■ **Task**:
Show every line below where "result" appears.

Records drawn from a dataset
((

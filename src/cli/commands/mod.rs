pub mod farm;
pub mod logging;
pub mod reset;

use clap::{
    Arg, ColorChoice, Command,
    builder::styling::{AnsiColor, Effects, Styles},
};

#[must_use]
pub fn new() -> Command {
    let styles = Styles::styled()
        .header(AnsiColor::Yellow.on_default() | Effects::BOLD)
        .usage(AnsiColor::Green.on_default() | Effects::BOLD)
        .literal(AnsiColor::Blue.on_default() | Effects::BOLD)
        .placeholder(AnsiColor::Green.on_default());

    let long_version: &'static str = Box::leak(
        format!("{} - {}", env!("CARGO_PKG_VERSION"), crate::GIT_COMMIT_HASH).into_boxed_str(),
    );

    let command = Command::new("otp-replay")
        .about(env!("CARGO_PKG_DESCRIPTION"))
        .version(env!("CARGO_PKG_VERSION"))
        .long_version(long_version)
        .color(ColorChoice::Auto)
        .styles(styles)
        .arg(
            Arg::new("port")
                .short('p')
                .long("port")
                .help("Port to listen on")
                .default_value("8080")
                .env("OTP_REPLAY_PORT")
                .value_parser(clap::value_parser!(u16)),
        )
        .subcommand(reset::subcommand());

    let command = farm::with_args(command);
    logging::with_args(command)
}

#[cfg(test)]
mod tests {
    use super::*;

    const ENV_VARS: [&str; 8] = [
        "OTP_REPLAY_PORT",
        "OTP_REPLAY_NODE_ADDRESS",
        "OTP_REPLAY_PEERS",
        "OTP_REPLAY_CLEANUP_INTERVAL_SECONDS",
        "OTP_REPLAY_PEER_TIMEOUT_SECONDS",
        "OTP_REPLAY_PEER_TOKEN",
        "OTP_REPLAY_LOG_LEVEL",
        "OTP_REPLAY_RESET_NODE",
    ];

    fn clean_env<F: FnOnce()>(f: F) {
        temp_env::with_vars_unset(ENV_VARS, f);
    }

    fn peers(matches: &clap::ArgMatches) -> Vec<String> {
        matches
            .get_many::<String>(farm::ARG_PEER)
            .map(|values| values.cloned().collect())
            .unwrap_or_default()
    }

    #[test]
    fn test_new() {
        let command = new();

        assert_eq!(command.get_name(), "otp-replay");
        assert_eq!(
            command.get_about().map(ToString::to_string),
            Some(env!("CARGO_PKG_DESCRIPTION").to_string())
        );
        assert_eq!(
            command.get_version().map(ToString::to_string),
            Some(env!("CARGO_PKG_VERSION").to_string())
        );
    }

    #[test]
    fn test_defaults() {
        clean_env(|| {
            let matches = new().get_matches_from(vec!["otp-replay"]);
            assert_eq!(matches.get_one::<u16>("port").copied(), Some(8080));
            assert_eq!(
                matches.get_one::<u64>(farm::ARG_CLEANUP_INTERVAL).copied(),
                Some(60)
            );
            assert_eq!(matches.get_one::<u64>(farm::ARG_PEER_TIMEOUT).copied(), Some(3));
            assert!(matches.get_one::<String>(farm::ARG_NODE_ADDRESS).is_none());
            assert!(matches.get_one::<String>(farm::ARG_PEER_TOKEN).is_none());
            assert!(peers(&matches).is_empty());
        });
    }

    #[test]
    fn test_check_farm_args() {
        clean_env(|| {
            let matches = new().get_matches_from(vec![
                "otp-replay",
                "--port",
                "9090",
                "--node-address",
                "node1:8080",
                "--peer",
                "node2:8080",
                "--peer",
                "node3:8080=false",
                "--cleanup-interval-seconds",
                "15",
                "--peer-timeout-seconds",
                "1",
                "--peer-token",
                "farm-secret",
            ]);

            assert_eq!(matches.get_one::<u16>("port").copied(), Some(9090));
            assert_eq!(
                matches.get_one::<String>(farm::ARG_NODE_ADDRESS).cloned(),
                Some("node1:8080".to_string())
            );
            assert_eq!(
                peers(&matches),
                vec!["node2:8080".to_string(), "node3:8080=false".to_string()]
            );
            assert_eq!(
                matches.get_one::<u64>(farm::ARG_CLEANUP_INTERVAL).copied(),
                Some(15)
            );
            assert_eq!(matches.get_one::<u64>(farm::ARG_PEER_TIMEOUT).copied(), Some(1));
            assert_eq!(
                matches.get_one::<String>(farm::ARG_PEER_TOKEN).cloned(),
                Some("farm-secret".to_string())
            );
        });
    }

    #[test]
    fn test_check_env() {
        temp_env::with_vars(
            [
                ("OTP_REPLAY_PORT", Some("443")),
                ("OTP_REPLAY_NODE_ADDRESS", Some("http://node1:8080")),
                ("OTP_REPLAY_PEERS", Some("node2:8080,node3:8080=false")),
                ("OTP_REPLAY_CLEANUP_INTERVAL_SECONDS", Some("30")),
                ("OTP_REPLAY_PEER_TIMEOUT_SECONDS", Some("5")),
                ("OTP_REPLAY_PEER_TOKEN", Some("farm-secret")),
                ("OTP_REPLAY_LOG_LEVEL", Some("info")),
            ],
            || {
                let matches = new().get_matches_from(vec!["otp-replay"]);
                assert_eq!(matches.get_one::<u16>("port").copied(), Some(443));
                assert_eq!(
                    matches.get_one::<String>(farm::ARG_NODE_ADDRESS).cloned(),
                    Some("http://node1:8080".to_string())
                );
                assert_eq!(
                    peers(&matches),
                    vec!["node2:8080".to_string(), "node3:8080=false".to_string()]
                );
                assert_eq!(
                    matches.get_one::<u64>(farm::ARG_CLEANUP_INTERVAL).copied(),
                    Some(30)
                );
                assert_eq!(matches.get_one::<u64>(farm::ARG_PEER_TIMEOUT).copied(), Some(5));
                assert_eq!(
                    matches.get_one::<u8>(logging::ARG_VERBOSITY).copied(),
                    Some(2)
                );
            },
        );
    }

    #[test]
    fn test_check_log_level_env() {
        // loop cover all possible value_parse
        let levels = ["error", "warn", "info", "debug", "trace"];
        for (index, &level) in levels.iter().enumerate() {
            temp_env::with_vars([("OTP_REPLAY_LOG_LEVEL", Some(level))], || {
                let matches = new().get_matches_from(vec!["otp-replay"]);
                assert_eq!(
                    matches.get_one::<u8>(logging::ARG_VERBOSITY).copied(),
                    u8::try_from(index).ok()
                );
            });
        }
    }

    #[test]
    fn test_check_log_level_verbosity() {
        let levels = ["error", "warn", "info", "debug", "trace"];
        for (index, _) in levels.iter().enumerate() {
            temp_env::with_vars([("OTP_REPLAY_LOG_LEVEL", None::<String>)], || {
                let mut args = vec!["otp-replay".to_string()];

                // Add the appropriate number of "-v" flags based on the index
                if index > 0 {
                    args.push(format!("-{}", "v".repeat(index)));
                }

                let matches = new().get_matches_from(args);

                assert_eq!(
                    matches.get_one::<u8>(logging::ARG_VERBOSITY).copied(),
                    u8::try_from(index).ok()
                );
            });
        }
    }

    #[test]
    fn test_invalid_log_level() {
        temp_env::with_vars([("OTP_REPLAY_LOG_LEVEL", Some("loud"))], || {
            let result = new().try_get_matches_from(vec!["otp-replay"]);
            assert!(result.is_err());
        });
    }

    #[test]
    fn test_reset_subcommand() {
        clean_env(|| {
            let matches = new().get_matches_from(vec![
                "otp-replay",
                "reset",
                "--node",
                "http://node1:8080",
                "--local-only",
                "--peer-token",
                "farm-secret",
            ]);

            let Some((name, sub)) = matches.subcommand() else {
                panic!("expected reset subcommand");
            };
            assert_eq!(name, reset::CMD_RESET);
            assert_eq!(
                sub.get_one::<String>(reset::ARG_NODE).cloned(),
                Some("http://node1:8080".to_string())
            );
            assert!(sub.get_flag(reset::ARG_LOCAL_ONLY));
            assert_eq!(
                sub.get_one::<String>(farm::ARG_PEER_TOKEN).cloned(),
                Some("farm-secret".to_string())
            );
        });
    }

    #[test]
    fn test_reset_requires_node() {
        clean_env(|| {
            let result = new().try_get_matches_from(vec!["otp-replay", "reset"]);
            assert_eq!(
                result.map(|_| ()).map_err(|e| e.kind()),
                Err(clap::error::ErrorKind::MissingRequiredArgument)
            );
        });
    }
}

))

■ **Response to the exercise**:
            let result = new().try_get_matches_from(vec!["otp-replay"]);
            assert!(result.is_err());
            let result = new().try_get_matches_from(vec!["otp-replay", "reset"]);
                result.map(|_| ()).map_err(|e| e.kind()),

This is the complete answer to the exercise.